MIT researchers have discovered a new class of antibiotics using artificial intelligence to treat infections caused by drug-resistant bacteria.
The researchers showed that these compounds could kill methicillin-resistant Staphylococcus aureus (MRSA) — a drug-resistant bacterium — that causes more than 10,000 deaths in the United States every year. It directly caused more than 100,000 deaths in 2019.
Use of AI in discovering new antibiotics
Researchers used a type of artificial intelligence (AI) known as deep learning to discover a new class of antibiotic candidates. A team at the laboratory of James Collins of the Broad Institute of the Massachusetts Institute of Technology (MIT) and Harvard University used deep learning to screen millions of compounds for antibiotic activity.
“The insight here was that we could see what was being learned by the models to make their predictions that certain molecules would make for good antibiotics,” James Collins, the Termeer Professor of Medical Engineering and Science in MIT’s Institute for Medical Engineering and Science (IMES) and one of the study’s authors, said. “Our work provides a framework that is time-efficient, resource-efficient, and mechanistically insightful, from a chemical-structure standpoint, in ways that we haven’t had to date.”

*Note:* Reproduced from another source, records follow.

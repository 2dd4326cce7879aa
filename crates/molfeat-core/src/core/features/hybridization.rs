use std::fmt;

/// Hybridization archetypes, ordered from unmixed `s` up the canonical
/// sp/sp2/sp3 ladder, plus the pure unmixed `pi` label used for the orbitals
/// consumed by multiple bonds.
#[derive(Debug, Clone, Copy, PartialEq, Eq, Hash, PartialOrd, Ord)]
pub enum HybridArchetype {
    S,
    Di,
    Tr,
    Te,
    Pi,
}

impl HybridArchetype {
    fn token(self) -> &'static str {
        match self {
            Self::S => "s",
            Self::Di => "di",
            Self::Tr => "tr",
            Self::Te => "te",
            Self::Pi => "pi",
        }
    }
}

/// The ordered archetype scale indexed by the state-assignment rules. The
/// ladder position equals the number of hybrid orbitals the archetype mixes.
pub const ARCHETYPE_SCALE: [HybridArchetype; 4] = [
    HybridArchetype::S,
    HybridArchetype::Di,
    HybridArchetype::Tr,
    HybridArchetype::Te,
];

/// One label of a state assignment. A doubly-occupied label covers two
/// consecutive orbital slots; a single label covers one.
#[derive(Debug, Clone, Copy, PartialEq, Eq, Hash, PartialOrd, Ord)]
pub struct OrbitalLabel {
    pub archetype: HybridArchetype,
    pub doubly_occupied: bool,
}

impl OrbitalLabel {
    pub fn single(archetype: HybridArchetype) -> Self {
        Self {
            archetype,
            doubly_occupied: false,
        }
    }

    pub fn doubled(archetype: HybridArchetype) -> Self {
        Self {
            archetype,
            doubly_occupied: true,
        }
    }

    /// Number of orbital slots this label covers.
    pub fn width(self) -> usize {
        if self.doubly_occupied { 2 } else { 1 }
    }
}

impl fmt::Display for OrbitalLabel {
    fn fmt(&self, f: &mut fmt::Formatter<'_>) -> fmt::Result {
        write!(f, "{}", self.archetype.token())?;
        if self.doubly_occupied {
            write!(f, "2")?;
        }
        Ok(())
    }
}

/// The ordered label sequence assigned to one atom at resolution time.
#[derive(Debug, Clone, PartialEq, Eq)]
pub struct StateAssignment {
    pub labels: Vec<OrbitalLabel>,
    pub lone_pairs: usize,
}

impl StateAssignment {
    /// Total number of orbital slots the sequence covers. Always equals the
    /// atom's valence-orbital count.
    pub fn slot_width(&self) -> usize {
        self.labels.iter().map(|label| label.width()).sum()
    }

    /// Canonical lookup key for the label multiset: tokens sorted
    /// lexicographically and joined with single spaces.
    pub fn state_key(&self) -> String {
        let mut tokens: Vec<String> = self.labels.iter().map(|label| label.to_string()).collect();
        tokens.sort();
        tokens.join(" ")
    }
}

fn end_indexed(filled: usize) -> HybridArchetype {
    let top = ARCHETYPE_SCALE.len() - 1;
    ARCHETYPE_SCALE[top - filled.min(top)]
}

/// Assigns the ordered hybridization-state label sequence for an atom with
/// `valence_orbitals` orbitals being resolved through a bond of order
/// `bond_order`.
///
/// The rules, as a fixed table over `(v, b)`:
///
/// - `b <= 1`, `v <= 4`: every orbital takes the single archetype at ladder
///   position `v`.
/// - `b <= 1`, `v > 4`: orbitals are grouped in fours; each group folds into
///   two doubly-occupied top-of-scale labels and one lone pair; the leftover
///   orbitals are front-filled with single top-of-scale labels.
/// - `b > 1`: `b - 1` orbitals become trailing `pi` labels and count as
///   filled. If more than two orbitals are filled and at least one and a half
///   orbital pairs remain, the remaining orbitals pair up as doubly-occupied
///   labels at the archetype indexed from the end of the ladder by the filled
///   count; leftover orbitals are front-filled with the single archetype at
///   that same position.
///
/// The slot widths of the resulting sequence always total exactly `v`.
pub fn valence_state_labels(valence_orbitals: usize, bond_order: u8) -> StateAssignment {
    let v = valence_orbitals;
    let mut labels = Vec::new();
    let mut lone_pairs = 0;

    if bond_order <= 1 {
        if v == 0 {
            return StateAssignment { labels, lone_pairs };
        }
        if v <= ARCHETYPE_SCALE.len() {
            let archetype = ARCHETYPE_SCALE[v - 1];
            labels.extend(std::iter::repeat_n(OrbitalLabel::single(archetype), v));
        } else {
            let top = HybridArchetype::Te;
            let groups = v / 4;
            lone_pairs = groups;
            let leftover = v - 4 * groups;
            labels.extend(std::iter::repeat_n(OrbitalLabel::single(top), leftover));
            labels.extend(std::iter::repeat_n(OrbitalLabel::doubled(top), 2 * groups));
        }
    } else {
        let pi = usize::from(bond_order - 1);
        let filled = pi;
        let mut remaining = v.saturating_sub(pi);
        let archetype = end_indexed(filled);

        let mut paired = 0;
        if filled > 2 && remaining >= 3 {
            paired = remaining / 2;
            remaining -= 2 * paired;
        }
        labels.extend(std::iter::repeat_n(
            OrbitalLabel::single(archetype),
            remaining,
        ));
        labels.extend(std::iter::repeat_n(
            OrbitalLabel::doubled(archetype),
            paired,
        ));
        labels.extend(std::iter::repeat_n(
            OrbitalLabel::single(HybridArchetype::Pi),
            pi.min(v),
        ));
    }

    StateAssignment { labels, lone_pairs }
}

#[cfg(test)]
mod tests {
    use super::*;

    fn tokens(assignment: &StateAssignment) -> Vec<String> {
        assignment
            .labels
            .iter()
            .map(|label| label.to_string())
            .collect()
    }

    #[test]
    fn single_bond_small_atoms_take_the_ladder_archetype() {
        assert_eq!(tokens(&valence_state_labels(1, 1)), ["s"]);
        assert_eq!(tokens(&valence_state_labels(2, 1)), ["di", "di"]);
        assert_eq!(tokens(&valence_state_labels(3, 1)), ["tr", "tr", "tr"]);
        assert_eq!(
            tokens(&valence_state_labels(4, 1)),
            ["te", "te", "te", "te"]
        );
    }

    #[test]
    fn single_bond_large_atoms_fold_groups_of_four_into_lone_pairs() {
        // Six orbitals: one group of four plus two leftovers.
        let assignment = valence_state_labels(6, 1);
        assert_eq!(tokens(&assignment), ["te", "te", "te2", "te2"]);
        assert_eq!(assignment.lone_pairs, 1);
        assert_eq!(assignment.slot_width(), 6);

        // Seven orbitals, e.g. halogens.
        let assignment = valence_state_labels(7, 1);
        assert_eq!(tokens(&assignment), ["te", "te", "te", "te2", "te2"]);
        assert_eq!(assignment.slot_width(), 7);
    }

    #[test]
    fn double_bond_consumes_one_pi_and_front_fills_trigonal() {
        let assignment = valence_state_labels(4, 2);
        assert_eq!(tokens(&assignment), ["tr", "tr", "tr", "pi"]);
        assert_eq!(assignment.lone_pairs, 0);
        assert_eq!(assignment.slot_width(), 4);

        let assignment = valence_state_labels(6, 2);
        assert_eq!(tokens(&assignment), ["tr", "tr", "tr", "tr", "tr", "pi"]);
    }

    #[test]
    fn triple_bond_consumes_two_pi_and_front_fills_digonal() {
        let assignment = valence_state_labels(4, 3);
        assert_eq!(tokens(&assignment), ["di", "di", "pi", "pi"]);

        let assignment = valence_state_labels(5, 3);
        assert_eq!(tokens(&assignment), ["di", "di", "di", "pi", "pi"]);
        assert_eq!(assignment.slot_width(), 5);
    }

    #[test]
    fn pair_grouping_branch_activates_past_two_filled_orbitals() {
        // Three filled orbitals with three remaining: one doubly-occupied
        // pair at the bottom of the ladder plus one front-filled single.
        let assignment = valence_state_labels(6, 4);
        assert_eq!(tokens(&assignment), ["s", "s2", "pi", "pi", "pi"]);
        assert_eq!(assignment.slot_width(), 6);

        // Two remaining orbitals keep the branch inactive.
        let assignment = valence_state_labels(5, 4);
        assert_eq!(tokens(&assignment), ["s", "s", "pi", "pi", "pi"]);
    }

    #[test]
    fn pi_labels_never_exceed_the_orbital_count() {
        let assignment = valence_state_labels(1, 3);
        assert_eq!(tokens(&assignment), ["pi"]);
        assert_eq!(assignment.slot_width(), 1);
    }

    #[test]
    fn slot_width_always_equals_the_valence_orbital_count() {
        for v in 1..=8 {
            for b in 1..=3 {
                let assignment = valence_state_labels(v, b);
                assert_eq!(assignment.slot_width(), v, "v={} b={}", v, b);
            }
        }
    }

    #[test]
    fn state_key_is_a_sorted_multiset_rendering() {
        let assignment = valence_state_labels(6, 1);
        assert_eq!(assignment.state_key(), "te te te2 te2");

        let assignment = valence_state_labels(4, 2);
        assert_eq!(assignment.state_key(), "pi tr tr tr");
    }

    #[test]
    fn zero_orbitals_yield_an_empty_assignment() {
        let assignment = valence_state_labels(0, 1);
        assert!(assignment.labels.is_empty());
        assert_eq!(assignment.slot_width(), 0);
    }
}
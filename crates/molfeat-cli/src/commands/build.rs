use crate::cli::BuildArgs;
use crate::config;
use crate::error::Result;
use indicatif::{ProgressBar, ProgressStyle};
use molfeat::core::models::molecule::Molecule;
use molfeat::core::params::EemParameterSet;
use molfeat::workflows::load::{self, ReferenceTables};
use std::time::Duration;
use tracing::info;

pub fn run(args: BuildArgs) -> Result<()> {
    let resolved = config::resolve_build(&args)?;
    info!(
        "Building features for '{}' (typed: {}, adjacency: {}, orbital: {})",
        args.input.display(),
        resolved.features.typed_atoms,
        resolved.features.adjacency,
        resolved.features.orbital,
    );

    if let Some(path) = &resolved.parameters {
        let params = EemParameterSet::load(path)?;
        info!(
            "Loaded parameters for {} element/bond entries from '{}' (kappa = {}, type-sensitive: {})",
            params.len(),
            path.display(),
            params.kappa,
            params.type_sensitive,
        );
    }

    let tables = ReferenceTables::new(resolved.elements, resolved.states);

    let spinner = ProgressBar::new_spinner()
        .with_style(ProgressStyle::with_template("{spinner:.green} {msg}").unwrap());
    spinner.set_message(format!("Loading molecules from {}", args.input.display()));
    spinner.enable_steady_tick(Duration::from_millis(100));

    let set = load::run(&args.input, &resolved.features, &tables);
    spinner.finish_and_clear();
    let set = set?;

    println!(
        "Loaded {} molecule(s) from {}",
        set.len(),
        args.input.display()
    );
    println!("{:<32} {:>8} {:>8} {:>10} {:>10}", "name", "atoms", "entries", "classes", "orbitals");
    for molecule in set.molecules() {
        println!("{}", summary_row(molecule));
    }
    Ok(())
}

fn summary_row(molecule: &Molecule) -> String {
    let classes = molecule
        .element_counts
        .as_ref()
        .map_or("-".to_string(), |histogram| histogram.len().to_string());
    let orbitals = molecule
        .orbital
        .as_ref()
        .map_or("-".to_string(), |features| {
            features.orbital_count().to_string()
        });
    format!(
        "{:<32} {:>8} {:>8} {:>10} {:>10}",
        molecule.name,
        molecule.count_atoms,
        molecule.atom_entries(),
        classes,
        orbitals,
    )
}

#[cfg(test)]
mod tests {
    use super::*;
    use molfeat::core::models::molecule::ElementHistogram;

    #[test]
    fn summary_row_renders_missing_payloads_as_dashes() {
        let molecule = Molecule {
            name: "water".to_string(),
            count_atoms: 3,
            atoms: Vec::new(),
            element_counts: None,
            coarse: None,
            orbital: None,
        };
        let row = summary_row(&molecule);
        assert!(row.starts_with("water"));
        assert!(row.contains('-'));
    }

    #[test]
    fn summary_row_includes_histogram_class_count() {
        let mut histogram = ElementHistogram::new();
        histogram.record("O", None);
        histogram.record("H", None);
        let molecule = Molecule {
            name: "water".to_string(),
            count_atoms: 3,
            atoms: Vec::new(),
            element_counts: Some(histogram),
            coarse: None,
            orbital: None,
        };
        let row = summary_row(&molecule);
        assert!(row.contains('2'));
    }
}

“Our work identifies a new class of antibiotics, one of the few in 60 years, that complements these other antibiotics,” he says.
Over the past several years, Collins and his colleagues in MIT’s Abdul Latif Jameel Clinic for Machine Learning in Health have been using deep learning to find new antibiotics. Their work has yielded potential drugs. These compounds were identified using deep learning models that sift through millions of other compounds, generating predictions of which ones may have strong antimicrobial activity.
Testing in mice showed that the new antibiotic compounds proved promising treatments for MRSA. The compounds also showed very low toxicity against human cells, making them good drug candidates.
MRSA, which infects more than 80,000 people in the U.S. every year, often causes skin infections or pneumonia. MRSA is a Gram-positive bacterium, with thicker cell walls.
Felix Wong, a postdoc at IMES and the Broad Institute of MIT and Harvard, said that the team has “pretty strong evidence that this new structural class is active against Gram-positive pathogens by selectively dissipating the proton motive force in bacteria.” He asserted that the molecules attack bacterial cell membranes selectively in a way that does not incur substantial damage in human cell membranes. They added that this new structural class of antibiotics is not toxic to human cells.
Antibiotic Resistance Crisis
AI’s use in discovering a new class of antibiotics can treat infections caused by drug-resistant bacteria. This could be a major win in the battle against antimicrobial resistance (AMR), which scientists and public health bodies around the world a global challenge have warned is the next great health crisis and a “silent pandemic”.
- WHO has estimated that some 4.9 million deaths annually are associated with AMR.
- A 2022 Lancet study found that in 2019, 1.27 million deaths – including 860,000 in Africa – were the direct result of drug-resistant bacterial infections.
- AMR is considered one of the top ten global public health threats to humanity in the 21st century.
Drug resistance, also known as AMR, occurs when bacteria, viruses, fungi, and parasites change over time and no longer respond to medicines.
Since the 1960s, bacteria and other microorganisms have become increasingly resistant to antimicrobial drugs, leading to more and more people dying. This is mainly due to the misuse and overuse of these drugs.
Having been introduced over 80 years ago, antibiotics revolutionized healthcare and saved millions of lives. However, the widespread use of these “wonder drugs” now poses a significant threat to the global health systems due to the spread of antibiotic-resistant bacteria.
This critical situation amounts to a silent pandemic. No new antibiotic classes have emerged for decades, since the ‘golden age’ of antibiotic discovery (1940s-1960s), leading to efficacy decline and antibiotic resistance ensued. This health emergency emphasizes the critical need for innovative solutions and new medicines.